Low expectations are germs that spread like the flu, says James Eason, president and chief executive officer of the Hampton Roads Partnership, a think tank seeking to help the region move forward.
As a kind of vaccination against negative thinking, Eason lists several reasons to believe that Hampton Roads is poised for greatness:
- The region has the second largest port on the East Coast, and it's about to get much bigger: A $450 million investment in a private terminal in Portsmouth was announced Monday.
- Also announced Monday was a $225 million expansion of the Thomas Jefferson National Accelerator Facility in Newport News. Amazingly, one in every three doctoral candidates in nuclear physics in the nation does research at the Jefferson Lab.

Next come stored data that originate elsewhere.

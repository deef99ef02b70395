// src/application/commands/car_models/delete.rs
use super::CarModelCommandService;
use crate::{
    application::error::{ApplicationError, ApplicationResult},
    domain::car_model::CarModelId,
};

const NOT_DELETED: &str = "car model not found or could not be deleted";

pub struct DeleteCarModelCommand {
    pub id: i64,
}

impl CarModelCommandService {
    pub async fn delete_car_model(&self, command: DeleteCarModelCommand) -> ApplicationResult<()> {
        let id = CarModelId::new(command.id)?;
        let model = self
            .read_repo
            .find_by_id(id)
            .await?
            .ok_or_else(|| ApplicationError::not_found(NOT_DELETED))?;

        if !self.write_repo.delete(id).await? {
            return Err(ApplicationError::not_found(NOT_DELETED));
        }

        tracing::info!(car_model_id = command.id, "car model deleted");
        self.janitor.release(model.image_urls()).await;
        Ok(())
    }
}
//! # Host Document Capability
//!
//! The engine never owns the page it decorates. Everything it knows about the host comes through
//! the [`Document`] trait: a handle that answers queries and accepts mutations, and that may drop
//! or replace any node between two consecutive calls.
//!
//! [`DocumentExt`] layers the conveniences every module needs (selector queries, class lists,
//! inline style editing, ownership checks) on top of the minimal trait surface, and
//! [`MemoryDocument`] is an arena-backed host used by the CLI and the test suite.

pub mod fixture;
pub mod memory;
pub mod selector;
pub mod tags;

pub use fixture::PageFixture;
pub use memory::MemoryDocument;
pub use selector::Selector;

use crate::error::{DomError, DomResult};
use crate::styles::color::Rgb;

/// Opaque handle to a host node
#[derive(Debug, Clone, Copy, PartialEq, Eq, Hash, PartialOrd, Ord)]
pub struct NodeId(pub u64);

impl NodeId {
    pub fn gone(self) -> DomError {
        DomError::NodeGone { id: self.0 }
    }
}

/// Viewport-relative layout box
#[derive(Debug, Clone, Copy, PartialEq, Default)]
pub struct Rect {
    pub x: f64,
    pub y: f64,
    pub width: f64,
    pub height: f64,
}

impl Rect {
    pub fn new(x: f64, y: f64, width: f64, height: f64) -> Self {
        Self { x, y, width, height }
    }

    pub fn right(&self) -> f64 {
        self.x + self.width
    }

    pub fn bottom(&self) -> f64 {
        self.y + self.height
    }

    pub fn area(&self) -> f64 {
        self.width * self.height
    }
}

#[derive(Debug, Clone, Copy, PartialEq)]
pub struct Size {
    pub width: f64,
    pub height: f64,
}

/// A single low-level change notification delivered in batches by the host
#[derive(Debug, Clone, PartialEq)]
pub enum MutationRecord {
    ChildList {
        target: NodeId,
        added: Vec<NodeId>,
        removed: Vec<NodeId>,
    },
    Attributes {
        target: NodeId,
        name: String,
    },
    CharacterData {
        target: NodeId,
    },
    Title,
}

/// Minimal capability surface the engine needs from a host document.
///
/// Queries return `Option`/empty collections for nodes that no longer exist; mutations return
/// [`DomError::NodeGone`] instead. Hosts that refuse a mutation for policy reasons return
/// [`DomError::PolicyRestricted`].
pub trait Document {
    fn root(&self) -> Option<NodeId>;
    fn body(&self) -> Option<NodeId>;
    fn head(&self) -> Option<NodeId>;

    fn is_connected(&self, node: NodeId) -> bool;
    fn tag_name(&self, node: NodeId) -> Option<String>;
    fn parent(&self, node: NodeId) -> Option<NodeId>;
    fn children(&self, node: NodeId) -> Vec<NodeId>;

    /// Text directly owned by the node (not its descendants)
    fn text(&self, node: NodeId) -> Option<String>;
    fn set_text(&mut self, node: NodeId, text: &str) -> DomResult<()>;

    fn attribute(&self, node: NodeId, name: &str) -> Option<String>;
    fn attribute_names(&self, node: NodeId) -> Vec<String>;
    fn set_attribute(&mut self, node: NodeId, name: &str, value: &str) -> DomResult<()>;
    fn remove_attribute(&mut self, node: NodeId, name: &str) -> DomResult<()>;

    /// Resolved value of a CSS property after cascade
    fn computed_style(&self, node: NodeId, property: &str) -> Option<String>;
    fn bounding_rect(&self, node: NodeId) -> Option<Rect>;
    fn viewport(&self) -> Size;
    fn scroll_y(&self) -> f64;
    fn document_height(&self) -> f64;

    fn create_element(&mut self, tag: &str) -> DomResult<NodeId>;
    fn clone_node(&mut self, node: NodeId, deep: bool) -> DomResult<NodeId>;
    fn append_child(&mut self, parent: NodeId, child: NodeId) -> DomResult<()>;
    fn prepend_child(&mut self, parent: NodeId, child: NodeId) -> DomResult<()>;
    fn remove_node(&mut self, node: NodeId) -> DomResult<()>;

    fn title(&self) -> String;
    fn set_title(&mut self, title: &str) -> DomResult<()>;
    fn location(&self) -> String;

    /// Number of isolated sub-trees (shadow roots) attached anywhere in the page
    fn shadow_root_count(&self) -> usize;
    /// Content policy delivered with the page, if any
    fn content_security_policy(&self) -> Option<String>;
    /// Whether the page's script environment exposes a named global
    fn has_global(&self, name: &str) -> bool;

    /// Drain pending mutation records
    fn take_mutations(&mut self) -> Vec<MutationRecord>;
}

/// Convenience layer over [`Document`], implemented for every host
pub trait DocumentExt: Document {
    fn descendants(&self, node: NodeId) -> Vec<NodeId> {
        let mut out = Vec::new();
        let mut stack: Vec<NodeId> = self.children(node).into_iter().rev().collect();
        while let Some(next) = stack.pop() {
            out.push(next);
            stack.extend(self.children(next).into_iter().rev());
        }
        out
    }

    /// Root plus every connected element in document order
    fn all_elements(&self) -> Vec<NodeId> {
        match self.root() {
            Some(root) => {
                let mut all = vec![root];
                all.extend(self.descendants(root));
                all
            }
            None => Vec::new(),
        }
    }

    fn matches(&self, node: NodeId, selector: &Selector) -> bool {
        selector.matches(self, node)
    }

    fn query_all(&self, selector: &Selector) -> Vec<NodeId> {
        self.all_elements()
            .into_iter()
            .filter(|&n| selector.matches(self, n))
            .collect()
    }

    fn query_within(&self, scope: NodeId, selector: &Selector) -> Vec<NodeId> {
        let mut candidates = vec![scope];
        candidates.extend(self.descendants(scope));
        candidates
            .into_iter()
            .filter(|&n| selector.matches(self, n))
            .collect()
    }

    fn has_tag(&self, node: NodeId, tag: &str) -> bool {
        self.tag_name(node).is_some_and(|t| t == tag)
    }

    fn class_list(&self, node: NodeId) -> Vec<String> {
        self.attribute(node, "class")
            .map(|c| c.split_whitespace().map(str::to_string).collect())
            .unwrap_or_default()
    }

    fn has_class(&self, node: NodeId, class: &str) -> bool {
        self.class_list(node).iter().any(|c| c == class)
    }

    fn add_class(&mut self, node: NodeId, class: &str) -> DomResult<()> {
        let mut classes = self.class_list(node);
        if classes.iter().any(|c| c == class) {
            return Ok(());
        }
        classes.push(class.to_string());
        self.set_attribute(node, "class", &classes.join(" "))
    }

    fn remove_class(&mut self, node: NodeId, class: &str) -> DomResult<()> {
        let classes = self.class_list(node);
        if !classes.iter().any(|c| c == class) {
            return Ok(());
        }
        let kept: Vec<String> = classes.into_iter().filter(|c| c != class).collect();
        if kept.is_empty() {
            self.remove_attribute(node, "class")
        } else {
            self.set_attribute(node, "class", &kept.join(" "))
        }
    }

    /// Inline style value for a single property
    fn style_property(&self, node: NodeId, property: &str) -> Option<String> {
        let style = self.attribute(node, "style")?;
        InlineStyle::parse(&style).get(property).map(str::to_string)
    }

    fn set_style_property(&mut self, node: NodeId, property: &str, value: &str) -> DomResult<()> {
        let mut style = InlineStyle::parse(&self.attribute(node, "style").unwrap_or_default());
        style.set(property, value);
        self.set_attribute(node, "style", &style.to_string())
    }

    fn remove_style_property(&mut self, node: NodeId, property: &str) -> DomResult<()> {
        let Some(raw) = self.attribute(node, "style") else {
            return Ok(());
        };
        let mut style = InlineStyle::parse(&raw);
        if !style.remove(property) {
            return Ok(());
        }
        if style.is_empty() {
            self.remove_attribute(node, "style")
        } else {
            self.set_attribute(node, "style", &style.to_string())
        }
    }

    /// Full text of the node and its descendants
    fn text_content(&self, node: NodeId) -> String {
        let mut text = self.text(node).unwrap_or_default();
        for child in self.descendants(node) {
            if let Some(t) = self.text(child) {
                if !text.is_empty() && !t.is_empty() {
                    text.push(' ');
                }
                text.push_str(&t);
            }
        }
        text
    }

    fn is_hidden(&self, node: NodeId) -> bool {
        if !self.is_connected(node) || self.attribute(node, "hidden").is_some() {
            return true;
        }
        if self.has_tag(node, "dialog") && self.attribute(node, "open").is_none() {
            return true;
        }
        if self.attribute(node, "aria-hidden").as_deref() == Some("true") {
            return true;
        }
        let display = self.computed_style(node, "display");
        let visibility = self.computed_style(node, "visibility");
        display.as_deref() == Some("none") || visibility.as_deref() == Some("hidden")
    }

    /// Whether the node, or any ancestor, was created by the engine
    fn is_engine_owned(&self, node: NodeId) -> bool {
        let mut current = Some(node);
        while let Some(n) = current {
            if self.attribute(n, tags::OWNED).is_some() {
                return true;
            }
            current = self.parent(n);
        }
        false
    }

    /// First opaque background color walking up from the node; white when none is set
    fn effective_background(&self, node: NodeId) -> Rgb {
        let mut current = Some(node);
        while let Some(n) = current {
            if let Some(color) = self
                .computed_style(n, "background-color")
                .and_then(|raw| Rgb::parse(&raw))
            {
                return color;
            }
            current = self.parent(n);
        }
        Rgb::WHITE
    }

    /// Sampled page background: body first, then the root
    fn page_background(&self) -> Rgb {
        for candidate in [self.body(), self.root()].into_iter().flatten() {
            if let Some(color) = self
                .computed_style(candidate, "background-color")
                .and_then(|raw| Rgb::parse(&raw))
            {
                return color;
            }
        }
        Rgb::WHITE
    }

    /// Absolute top of the node in document coordinates
    fn absolute_rect(&self, node: NodeId) -> Option<Rect> {
        self.bounding_rect(node).map(|r| Rect {
            y: r.y + self.scroll_y(),
            ..r
        })
    }

    /// Attach an engine-owned element under the body (or the root when there is no body)
    fn attach_owned(&mut self, tag: &str, role: &str) -> DomResult<NodeId> {
        let parent = self.body().or_else(|| self.root()).ok_or(DomError::MissingRoot)?;
        let node = self.create_element(tag)?;
        self.set_attribute(node, tags::OWNED, role)?;
        self.append_child(parent, node)?;
        Ok(node)
    }
}

impl<D: Document + ?Sized> DocumentExt for D {}

/// Ordered `property: value` list backing a `style` attribute
#[derive(Debug, Clone, Default, PartialEq)]
pub struct InlineStyle {
    entries: Vec<(String, String)>,
}

impl InlineStyle {
    pub fn parse(raw: &str) -> Self {
        let entries = raw
            .split(';')
            .filter_map(|decl| {
                let (name, value) = decl.split_once(':')?;
                let name = name.trim().to_ascii_lowercase();
                let value = value.trim();
                if name.is_empty() || value.is_empty() {
                    return None;
                }
                Some((name, value.to_string()))
            })
            .collect();
        Self { entries }
    }

    pub fn get(&self, property: &str) -> Option<&str> {
        self.entries
            .iter()
            .find(|(name, _)| name == property)
            .map(|(_, value)| value.as_str())
    }

    pub fn set(&mut self, property: &str, value: &str) {
        match self.entries.iter_mut().find(|(name, _)| name == property) {
            Some(entry) => entry.1 = value.to_string(),
            None => self.entries.push((property.to_string(), value.to_string())),
        }
    }

    pub fn remove(&mut self, property: &str) -> bool {
        let before = self.entries.len();
        self.entries.retain(|(name, _)| name != property);
        before != self.entries.len()
    }

    pub fn is_empty(&self) -> bool {
        self.entries.is_empty()
    }
}

impl std::fmt::Display for InlineStyle {
    fn fmt(&self, f: &mut std::fmt::Formatter<'_>) -> std::fmt::Result {
        let rendered: Vec<String> = self
            .entries
            .iter()
            .map(|(name, value)| format!("{}: {};", name, value))
            .collect();
        write!(f, "{}", rendered.join(" "))
    }
}

#[cfg(test)]
mod tests {
    use super::*;

    #[test]
    fn test_inline_style_edit() {
        let mut style = InlineStyle::parse("color: red; margin : 0 ;; bogus");
        assert_eq!(style.get("color"), Some("red"));
        assert_eq!(style.get("margin"), Some("0"));

        style.set("color", "blue");
        style.set("cursor", "pointer");
        assert_eq!(style.to_string(), "color: blue; margin: 0; cursor: pointer;");

        assert!(style.remove("margin"));
        assert!(!style.remove("margin"));
        assert_eq!(style.to_string(), "color: blue; cursor: pointer;");
    }

    #[test]
    fn test_class_helpers_on_memory_document() {
        let mut doc = MemoryDocument::new();
        let body = doc.body().unwrap();
        let div = doc.create_element("div").unwrap();
        doc.append_child(body, div).unwrap();

        doc.add_class(div, "a").unwrap();
        doc.add_class(div, "b").unwrap();
        doc.add_class(div, "a").unwrap();
        assert_eq!(doc.attribute(div, "class").as_deref(), Some("a b"));

        doc.remove_class(div, "a").unwrap();
        doc.remove_class(div, "b").unwrap();
        assert_eq!(doc.attribute(div, "class"), None);
    }

    #[test]
    fn test_style_helpers_remove_empty_attribute() {
        let mut doc = MemoryDocument::new();
        let body = doc.body().unwrap();
        doc.set_style_property(body, "color", "red").unwrap();
        assert_eq!(doc.style_property(body, "color").as_deref(), Some("red"));
        doc.remove_style_property(body, "color").unwrap();
        assert_eq!(doc.attribute(body, "style"), None);
    }

    #[test]
    fn test_engine_ownership_is_inherited() {
        let mut doc = MemoryDocument::new();
        let owned = doc.attach_owned("div", "banner").unwrap();
        let inner = doc.create_element("span").unwrap();
        doc.append_child(owned, inner).unwrap();

        assert!(doc.is_engine_owned(inner));
        assert!(!doc.is_engine_owned(doc.body().unwrap()));
    }
}
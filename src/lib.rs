//! # Retro-Skin
//!
//! Re-skin any live web document with reversible retro themes (GeoCities, Windows 95, Vaporwave,
//! Terminal) that keep up with pages whose content changes after load.
//!
//! The engine talks to the page only through the [`dom::Document`] capability, so the same code
//! drives a browser binding or the in-memory [`dom::MemoryDocument`] the CLI and tests use.
//!
//! ## Quick Start
//!
//! ```rust,no_run
//! use retro_skin::{
//!     assets::{DirectoryFetcher, ResourceLoader, StaticAssetResolver},
//!     dom::PageFixture,
//!     theme::BuiltinThemes,
//!     EngineConfig, RetroTransformer, Settings,
//! };
//!
//! # #[tokio::main]
//! # async fn main() -> anyhow::Result<()> {
//! let config = EngineConfig::default();
//! let doc = PageFixture::from_file("page.toml")?.build()?;
//! let loader = ResourceLoader::new(
//!     Box::new(StaticAssetResolver::new("assets")),
//!     Box::new(DirectoryFetcher::new("assets")),
//!     config.assets.retry_delay(),
//! );
//!
//! let mut engine = RetroTransformer::new(doc, Box::new(BuiltinThemes::new()), loader, config)
//!     .with_settings(Settings::enabled_with_theme("vaporwave"));
//! engine.activate().await;
//! engine.deactivate();
//! # Ok(())
//! # }
//! ```
//!
//! ## Architecture
//!
//! - [`dom`] - Host document capability, selectors, in-memory host
//! - [`regions`] - Classify headers, heroes, navigation, content and sidebars
//! - [`styles`] - The five reversible style applicators
//! - [`effects`] - Modal "crash" ghost trail
//! - [`probe`] - Compatibility checks before activation
//! - [`engine`] - The orchestrator and its synchronization machinery
//! - [`commands`] - JSON command surface and incompatibility log
//! - [`runtime`] - Single-task tokio host loop
//! - [`config`] / [`settings`] - Engine tuning and user preferences

pub mod assets;
pub mod audio;
pub mod commands;
pub mod config;
pub mod dom;
pub mod effects;
pub mod engine;
pub mod error;
pub mod probe;
pub mod regions;
pub mod runtime;
pub mod settings;
pub mod styles;
pub mod theme;

// Re-export commonly used types for convenience
pub use crate::{
    commands::{Command, CommandResponse, CommandRouter},
    config::EngineConfig,
    engine::{HostEvent, RetroTransformer},
    error::{EngineError, Result},
    probe::{CompatibilityProbe, IncompatibilityReport},
    settings::Settings,
    theme::{BuiltinThemes, ThemeCatalog},
};
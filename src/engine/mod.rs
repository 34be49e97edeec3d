//! # Orchestrator
//!
//! [`RetroTransformer`] is the one stateful object of the crate. It owns the host document
//! handle, the current [`Settings`], every applicator and effect, and the timers that keep them in
//! step with a page that keeps changing underneath.
//!
//! ## Lifecycle
//!
//! 1. **Activate**: probe the page, snapshot the root, mark regions, run the applicators, boost
//!    interactive controls, arm synchronization
//! 2. **Synchronize**: host mutations schedule a debounced re-pass; a periodic rescan catches
//!    anything the subscription missed; an address change triggers a full reapply once settled
//! 3. **Deactivate**: cancel every timer, then unwind in exactly the reverse order and restore
//!    the snapshot
//!
//! The engine is driven from outside: the host loop feeds it events and calls [`tick`] when the
//! next deadline passes. Every public operation is a failure boundary; nothing it does can fail
//! the caller.
//!
//! [`tick`]: RetroTransformer::tick

pub mod navigation;
pub mod pipeline;
pub mod snapshot;
pub mod sync;
pub mod timers;

pub use navigation::{NavigationSignal, NavigationWatch};
pub use pipeline::{Applicators, PassReport};
pub use snapshot::{DocumentSnapshot, InteractiveBoost};
pub use sync::{MutationFilter, SyncPlan};
pub use timers::{TimerKind, TimerQueue};

use serde::Serialize;
use tokio::time::Instant;
use tracing::{debug, error, info, warn};

use crate::assets::ResourceLoader;
use crate::audio::AudioSink;
use crate::config::EngineConfig;
use crate::dom::{tags, Document, DocumentExt, NodeId, Selector};
use crate::effects::CrashEffect;
use crate::error::{EngineError, FailureClass, ThemeError};
use crate::probe::{CompatibilityProbe, IncompatibilityReport};
use crate::regions::RegionDetector;
use crate::settings::Settings;
use crate::styles::{ApplyContext, ThemeAssets};
use crate::theme::{ThemeCatalog, ThemeConfig};

#[derive(Debug, Clone, Copy, PartialEq, Eq, Serialize)]
#[serde(rename_all = "camelCase")]
pub enum EngineState {
    Inactive,
    Active,
}

/// Input from the host page other than mutations
#[derive(Debug, Clone, Copy, PartialEq)]
pub enum HostEvent {
    PointerMove { x: f64, y: f64 },
    /// Counts as a user gesture too, so the click that unlocks audio may already make a sound
    Click { target: NodeId },
    DoubleClick,
    /// Key press or touch; unlocks audio
    UserGesture,
    Navigation(NavigationSignal),
}

/// Log a failure caught at an entry point, keeping policy refusals distinct
pub(crate) fn log_failure(stage: &str, err: &EngineError) {
    if err.is_node_gone() {
        debug!("{}: node vanished mid-pass ({})", stage, err);
        return;
    }
    match err.class() {
        FailureClass::PolicyRestriction => {
            warn!("🚫 {} skipped, blocked by host policy: {}", stage, err)
        }
        FailureClass::Generic => error!("❌ {} failed: {}", stage, err),
    }
}

/// Adaptive page re-skinning engine
pub struct RetroTransformer<D: Document> {
    doc: D,
    catalog: Box<dyn ThemeCatalog>,
    loader: ResourceLoader,
    config: EngineConfig,
    settings: Settings,
    state: EngineState,

    theme: Option<ThemeConfig>,
    assets: ThemeAssets,

    probe: CompatibilityProbe,
    regions: RegionDetector,
    applicators: Applicators,
    crash: CrashEffect,
    boost: InteractiveBoost,
    snapshot: Option<DocumentSnapshot>,

    timers: TimerQueue,
    filter: MutationFilter,
    rescan: Selector,
    navigation: NavigationWatch,
    /// Host nodes added since the last debounced pass
    pending: Vec<NodeId>,

    last_report: Option<IncompatibilityReport>,
}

It's no hamburger stand. Scientists there are studying quarks, the basic building blocks of matter. Science doesn't get any more cutting edge than that.
- Ford Motor Co.'s Norfolk Assembly Plant underwent a $400 million expansion, with groundbreaking automation.
- The value of construction projects at Hampton Roads colleges and universities exceeds $400 million, the most ever.
- Downtown Norfolk, the region's core, increased in value by $315 million over five years, while many inner cities suffered hard times.
- A $115 million expansion of Norfolk International Airport is done; Colonial Williamsburg is undergoing a $150 million building and renovation program; tourists spent $2.6 billion in Hampton Roads in 2002. People want to come here.
Those are just some of Eason's items.
He subscribes to a theory propounded in the book "Tipping Point" that change — for better or worse — happens not gradually but at one dramatic moment, the tipping point.
This region may be poised to tip into greatness, or certainly a higher level of prosperity, but two missing pieces are adequate state support for transportation and higher education, especially investments needed to promote research.
Without those two pieces, the region could one day tip the wrong way, and the state legislators who maintain that Virginia cannot afford public investments for the future will never understand that the region, with all of its natural advantages, should have done far better.